==== Supplied records ====

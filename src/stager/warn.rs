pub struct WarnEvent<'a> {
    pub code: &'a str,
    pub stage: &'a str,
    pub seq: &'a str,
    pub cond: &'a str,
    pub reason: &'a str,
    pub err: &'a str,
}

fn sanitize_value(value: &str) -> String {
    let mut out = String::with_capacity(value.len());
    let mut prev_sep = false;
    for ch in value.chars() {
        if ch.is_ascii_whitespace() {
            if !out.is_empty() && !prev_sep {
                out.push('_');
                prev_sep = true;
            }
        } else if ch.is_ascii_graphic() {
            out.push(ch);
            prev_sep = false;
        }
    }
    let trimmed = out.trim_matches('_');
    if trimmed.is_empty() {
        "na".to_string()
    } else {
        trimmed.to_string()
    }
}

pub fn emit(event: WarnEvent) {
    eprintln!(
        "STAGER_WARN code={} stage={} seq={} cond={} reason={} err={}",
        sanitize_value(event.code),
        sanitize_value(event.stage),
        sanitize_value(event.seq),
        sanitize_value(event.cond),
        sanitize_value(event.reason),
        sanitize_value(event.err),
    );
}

====

▸ What is expected
Everything from the line that has "let trimmed = out.trim_matches('_');" to the final line above should be retyped exactly, and nothing else.

▸ Result of this exercise
    let trimmed = out.trim_matches('_');
    if trimmed.is_empty() {
        "na".to_string()
    } else {
        trimmed.to_string()
    }
}

pub fn emit(event: WarnEvent) {
    eprintln!(
        "STAGER_WARN code={} stage={} seq={} cond={} reason={} err={}",
        sanitize_value(event.code),
        sanitize_value(event.stage),
        sanitize_value(event.seq),
        sanitize_value(event.cond),
        sanitize_value(event.reason),
        sanitize_value(event.err),
    );
}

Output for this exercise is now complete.